RAW DATA:

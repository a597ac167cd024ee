//! Transport-level error types.
//!
//! Every failure a caller sees is a [`TransportError`]: the caller's own
//! method name plus an [`ErrorCause`]. Causes are `Clone` so that a single
//! batch-level fault can be handed to every request in the batch.

use thiserror::Error;

use crate::codes::RpcErrorCode;
use crate::request::JsonRpcError;

/// Coarse classification of an [`ErrorCause`].
#[derive(Debug, Clone, Copy, PartialEq, Eq, Hash)]
pub enum ErrorKind {
    /// Connection refused/reset, DNS failure.
    Network,
    /// The per-attempt deadline elapsed.
    Timeout,
    /// Non-2xx HTTP status other than 429.
    HttpStatus,
    /// HTTP 429 or explicit rate-limit text.
    RateLimited,
    /// The node answered with a JSON-RPC `error` object.
    Rpc,
    /// A batched response had no entry for one of our ids.
    Correlation,
    /// The transport is shutting down and refused new work.
    Shutdown,
    /// A body or result could not be decoded.
    Decode,
    /// Anything else.
    Other,
}

impl std::fmt::Display for ErrorKind {
    fn fmt(&self, f: &mut std::fmt::Formatter<'_>) -> std::fmt::Result {
        let s = match self {
            Self::Network => "network",
            Self::Timeout => "timeout",
            Self::HttpStatus => "http-status",
            Self::RateLimited => "rate-limited",
            Self::Rpc => "rpc",
            Self::Correlation => "correlation",
            Self::Shutdown => "shutdown",
            Self::Decode => "decode",
            Self::Other => "other",
        };
        f.write_str(s)
    }
}

/// The underlying reason a request failed.
#[derive(Debug, Clone, PartialEq, Error)]
pub enum ErrorCause {
    /// Connection refused/reset, DNS lookup failure, broken socket.
    #[error("network error: {0}")]
    Network(String),

    /// The HTTP call did not complete within its deadline.
    #[error("request timed out after {ms}ms")]
    Timeout { ms: u64 },

    /// The server answered with a non-2xx status.
    #[error("HTTP error: {status} {reason}")]
    HttpStatus { status: u16, reason: String },

    /// JSON-RPC protocol-level error returned by the node.
    #[error("RPC error {}: {}", .0.code, .0.message)]
    Rpc(JsonRpcError),

    /// A batched response did not contain an entry for this request.
    #[error("No response found for request id {id}")]
    MissingResponse { id: u64 },

    /// The transport refused the request because teardown has begun.
    #[error("transport is shutting down")]
    ShuttingDown,

    /// A response body or result value could not be decoded.
    #[error("decode error: {0}")]
    Decode(String),

    /// An unclassified error; retry decisions fall back to its message.
    #[error("{0}")]
    Other(String),
}

impl ErrorCause {
    /// Build a cause from free-form error text.
    ///
    /// Recognisable network, timeout and HTTP-status messages become typed
    /// variants; everything else is kept verbatim as [`ErrorCause::Other`].
    pub fn from_message(msg: impl Into<String>) -> Self {
        let msg = msg.into();
        let lower = msg.to_ascii_lowercase();
        if matches_network(&lower) {
            Self::Network(msg)
        } else if matches_timeout(&lower) {
            Self::Timeout { ms: 0 }
        } else if let Some(status) = parse_http_status(&lower) {
            Self::HttpStatus {
                status,
                reason: msg,
            }
        } else {
            Self::Other(msg)
        }
    }

    pub fn kind(&self) -> ErrorKind {
        match self {
            Self::Network(_) => ErrorKind::Network,
            Self::Timeout { .. } => ErrorKind::Timeout,
            Self::HttpStatus { status: 429, .. } => ErrorKind::RateLimited,
            Self::HttpStatus { .. } => ErrorKind::HttpStatus,
            Self::Rpc(_) => ErrorKind::Rpc,
            Self::MissingResponse { .. } => ErrorKind::Correlation,
            Self::ShuttingDown => ErrorKind::Shutdown,
            Self::Decode(_) => ErrorKind::Decode,
            Self::Other(_) => ErrorKind::Other,
        }
    }

    /// The JSON-RPC error code, if the node supplied one.
    pub fn rpc_code(&self) -> Option<RpcErrorCode> {
        match self {
            Self::Rpc(err) => Some(RpcErrorCode::from_code(err.code)),
            _ => None,
        }
    }

    /// Attach the logical method this cause belongs to.
    pub fn for_method(self, method: impl Into<String>) -> TransportError {
        TransportError::new(method, self)
    }
}

/// A failed logical request: which method failed and why.
#[derive(Debug, Clone, PartialEq, Error)]
#[error("request `{method}` failed: {cause}")]
pub struct TransportError {
    /// The method of the logical call this error is reported to.
    pub method: String,
    #[source]
    pub cause: ErrorCause,
}

impl TransportError {
    pub fn new(method: impl Into<String>, cause: ErrorCause) -> Self {
        Self {
            method: method.into(),
            cause,
        }
    }

    pub fn kind(&self) -> ErrorKind {
        self.cause.kind()
    }

    /// Returns `true` if this is a node-side rejection (never retried).
    pub fn is_rpc_error(&self) -> bool {
        matches!(self.cause, ErrorCause::Rpc(_))
    }
}

pub(crate) const NETWORK_PATTERNS: &[&str] = &[
    "fetch failed",
    "network",
    "econnrefused",
    "econnreset",
    "etimedout",
    "enotfound",
    "socket hang up",
];

pub(crate) const TIMEOUT_PATTERNS: &[&str] = &["abort", "timeout", "timed out"];

pub(crate) const RATE_LIMIT_PATTERNS: &[&str] = &["429", "rate limit", "too many requests"];

pub(crate) fn matches_network(lower: &str) -> bool {
    NETWORK_PATTERNS.iter().any(|p| lower.contains(p))
}

pub(crate) fn matches_timeout(lower: &str) -> bool {
    TIMEOUT_PATTERNS.iter().any(|p| lower.contains(p))
}

pub(crate) fn matches_rate_limit(lower: &str) -> bool {
    RATE_LIMIT_PATTERNS.iter().any(|p| lower.contains(p))
}

/// Extracts the status from text shaped like `http error: 503 ...`.
fn parse_http_status(lower: &str) -> Option<u16> {
    let rest = &lower[lower.find("http error: ")? + "http error: ".len()..];
    let digits: String = rest.chars().take_while(|c| c.is_ascii_digit()).collect();
    if digits.len() != 3 {
        return None;
    }
    digits.parse().ok()
}

#[cfg(test)]
mod tests {
    use super::*;

    #[test]
    fn from_message_classifies_network_text() {
        let cause = ErrorCause::from_message("fetch failed: ECONNREFUSED");
        assert_eq!(cause.kind(), ErrorKind::Network);
    }

    #[test]
    fn from_message_classifies_abort_as_timeout() {
        assert_eq!(ErrorCause::from_message("aborted").kind(), ErrorKind::Timeout);
    }

    #[test]
    fn from_message_parses_http_status() {
        let cause = ErrorCause::from_message("HTTP error: 503 Service Unavailable");
        assert!(matches!(cause, ErrorCause::HttpStatus { status: 503, .. }));
        let cause = ErrorCause::from_message("HTTP error: 429 Too Many Requests");
        assert_eq!(cause.kind(), ErrorKind::RateLimited);
    }

    #[test]
    fn unknown_text_stays_other() {
        let cause = ErrorCause::from_message("insufficient funds for gas");
        assert_eq!(cause, ErrorCause::Other("insufficient funds for gas".into()));
    }

    #[test]
    fn transport_error_keeps_method_and_cause() {
        let err = ErrorCause::MissingResponse { id: 2 }.for_method("eth_blockNumber");
        assert_eq!(err.method, "eth_blockNumber");
        assert_eq!(err.kind(), ErrorKind::Correlation);
        assert!(err.to_string().contains("No response found for request id 2"));
    }

    #[test]
    fn http_status_display_matches_retry_pattern() {
        let cause = ErrorCause::HttpStatus {
            status: 500,
            reason: "Internal Server Error".into(),
        };
        assert!(cause.to_string().to_ascii_lowercase().starts_with("http error: 5"));
    }
}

HOW TO COMPLETE THIS TASK: Each line shown above needs to be transcribed exactly.

RESULT OF THE TASK:
repository a597ac167cd024ee
//! Transport-level error types.
//!
//! Every failure a caller sees is a [`TransportError`]: the caller's own
//! method name plus an [`ErrorCause`]. Causes are `Clone` so that a single
//! batch-level fault can be handed to every request in the batch.

use thiserror::Error;

use crate::codes::RpcErrorCode;
use crate::request::JsonRpcError;

/// Coarse classification of an [`ErrorCause`].
#[derive(Debug, Clone, Copy, PartialEq, Eq, Hash)]
pub enum ErrorKind {
    /// Connection refused/reset, DNS failure.
    Network,
    /// The per-attempt deadline elapsed.
    Timeout,
    /// Non-2xx HTTP status other than 429.
    HttpStatus,
    /// HTTP 429 or explicit rate-limit text.
    RateLimited,
    /// The node answered with a JSON-RPC `error` object.
    Rpc,
    /// A batched response had no entry for one of our ids.
    Correlation,
    /// The transport is shutting down and refused new work.
    Shutdown,
    /// A body or result could not be decoded.
    Decode,
    /// Anything else.
    Other,
}

impl std::fmt::Display for ErrorKind {
    fn fmt(&self, f: &mut std::fmt::Formatter<'_>) -> std::fmt::Result {
        let s = match self {
            Self::Network => "network",
            Self::Timeout => "timeout",
            Self::HttpStatus => "http-status",
            Self::RateLimited => "rate-limited",
            Self::Rpc => "rpc",
            Self::Correlation => "correlation",
            Self::Shutdown => "shutdown",
            Self::Decode => "decode",
            Self::Other => "other",
        };
        f.write_str(s)
    }
}

/// The underlying reason a request failed.
#[derive(Debug, Clone, PartialEq, Error)]
pub enum ErrorCause {
    /// Connection refused/reset, DNS lookup failure, broken socket.
    #[error("network error: {0}")]
    Network(String),

    /// The HTTP call did not complete within its deadline.
    #[error("request timed out after {ms}ms")]
    Timeout { ms: u64 },

    /// The server answered with a non-2xx status.
    #[error("HTTP error: {status} {reason}")]
    HttpStatus { status: u16, reason: String },

    /// JSON-RPC protocol-level error returned by the node.
    #[error("RPC error {}: {}", .0.code, .0.message)]
    Rpc(JsonRpcError),

    /// A batched response did not contain an entry for this request.
    #[error("No response found for request id {id}")]
    MissingResponse { id: u64 },

    /// The transport refused the request because teardown has begun.
    #[error("transport is shutting down")]
    ShuttingDown,

    /// A response body or result value could not be decoded.
    #[error("decode error: {0}")]
    Decode(String),

    /// An unclassified error; retry decisions fall back to its message.
    #[error("{0}")]
    Other(String),
}

impl ErrorCause {
    /// Build a cause from free-form error text.
    ///
    /// Recognisable network, timeout and HTTP-status messages become typed
    /// variants; everything else is kept verbatim as [`ErrorCause::Other`].
    pub fn from_message(msg: impl Into<String>) -> Self {
        let msg = msg.into();
        let lower = msg.to_ascii_lowercase();
        if matches_network(&lower) {
            Self::Network(msg)
        } else if matches_timeout(&lower) {
            Self::Timeout { ms: 0 }
        } else if let Some(status) = parse_http_status(&lower) {
            Self::HttpStatus {
                status,
                reason: msg,
            }
        } else {
            Self::Other(msg)
        }
    }

    pub fn kind(&self) -> ErrorKind {
        match self {
            Self::Network(_) => ErrorKind::Network,
            Self::Timeout { .. } => ErrorKind::Timeout,
            Self::HttpStatus { status: 429, .. } => ErrorKind::RateLimited,
            Self::HttpStatus { .. } => ErrorKind::HttpStatus,
            Self::Rpc(_) => ErrorKind::Rpc,
            Self::MissingResponse { .. } => ErrorKind::Correlation,
            Self::ShuttingDown => ErrorKind::Shutdown,
            Self::Decode(_) => ErrorKind::Decode,
            Self::Other(_) => ErrorKind::Other,
        }
    }

    /// The JSON-RPC error code, if the node supplied one.
    pub fn rpc_code(&self) -> Option<RpcErrorCode> {
        match self {
            Self::Rpc(err) => Some(RpcErrorCode::from_code(err.code)),
            _ => None,
        }
    }

    /// Attach the logical method this cause belongs to.
    pub fn for_method(self, method: impl Into<String>) -> TransportError {
        TransportError::new(method, self)
    }
}

/// A failed logical request: which method failed and why.
#[derive(Debug, Clone, PartialEq, Error)]
#[error("request `{method}` failed: {cause}")]
pub struct TransportError {
    /// The method of the logical call this error is reported to.
    pub method: String,
    #[source]
    pub cause: ErrorCause,
}

impl TransportError {
    pub fn new(method: impl Into<String>, cause: ErrorCause) -> Self {
        Self {
            method: method.into(),
            cause,
        }
    }

    pub fn kind(&self) -> ErrorKind {
        self.cause.kind()
    }

    /// Returns `true` if this is a node-side rejection (never retried).
    pub fn is_rpc_error(&self) -> bool {
        matches!(self.cause, ErrorCause::Rpc(_))
    }
}

pub(crate) const NETWORK_PATTERNS: &[&str] = &[
    "fetch failed",
    "network",
    "econnrefused",
    "econnreset",
    "etimedout",
    "enotfound",
    "socket hang up",
];

pub(crate) const TIMEOUT_PATTERNS: &[&str] = &["abort", "timeout", "timed out"];

pub(crate) const RATE_LIMIT_PATTERNS: &[&str] = &["429", "rate limit", "too many requests"];

pub(crate) fn matches_network(lower: &str) -> bool {
    NETWORK_PATTERNS.iter().any(|p| lower.contains(p))
}

pub(crate) fn matches_timeout(lower: &str) -> bool {
    TIMEOUT_PATTERNS.iter().any(|p| lower.contains(p))
}

pub(crate) fn matches_rate_limit(lower: &str) -> bool {
    RATE_LIMIT_PATTERNS.iter().any(|p| lower.contains(p))
}

/// Extracts the status from text shaped like `http error: 503 ...`.
fn parse_http_status(lower: &str) -> Option<u16> {
    let rest = &lower[lower.find("http error: ")? + "http error: ".len()..];
    let digits: String = rest.chars().take_while(|c| c.is_ascii_digit()).collect();
    if digits.len() != 3 {
        return None;
    }
    digits.parse().ok()
}

#[cfg(test)]
mod tests {
    use super::*;

    #[test]
    fn from_message_classifies_network_text() {
        let cause = ErrorCause::from_message("fetch failed: ECONNREFUSED");
        assert_eq!(cause.kind(), ErrorKind::Network);
    }

    #[test]
    fn from_message_classifies_abort_as_timeout() {
        assert_eq!(ErrorCause::from_message("aborted").kind(), ErrorKind::Timeout);
    }

    #[test]
    fn from_message_parses_http_status() {
        let cause = ErrorCause::from_message("HTTP error: 503 Service Unavailable");
        assert!(matches!(cause, ErrorCause::HttpStatus { status: 503, .. }));
        let cause = ErrorCause::from_message("HTTP error: 429 Too Many Requests");
        assert_eq!(cause.kind(), ErrorKind::RateLimited);
    }

    #[test]
    fn unknown_text_stays_other() {
        let cause = ErrorCause::from_message("insufficient funds for gas");
        assert_eq!(cause, ErrorCause::Other("insufficient funds for gas".into()));
    }

    #[test]
    fn transport_error_keeps_method_and_cause() {
        let err = ErrorCause::MissingResponse { id: 2 }.for_method("eth_blockNumber");
        assert_eq!(err.method, "eth_blockNumber");
        assert_eq!(err.kind(), ErrorKind::Correlation);
        assert!(err.to_string().contains("No response found for request id 2"));
    }

    #[test]
    fn http_status_display_matches_retry_pattern() {
        let cause = ErrorCause::HttpStatus {
            status: 500,
            reason: "Internal Server Error".into(),
        };
        assert!(cause.to_string().to_ascii_lowercase().starts_with("http error: 5"));
    }
}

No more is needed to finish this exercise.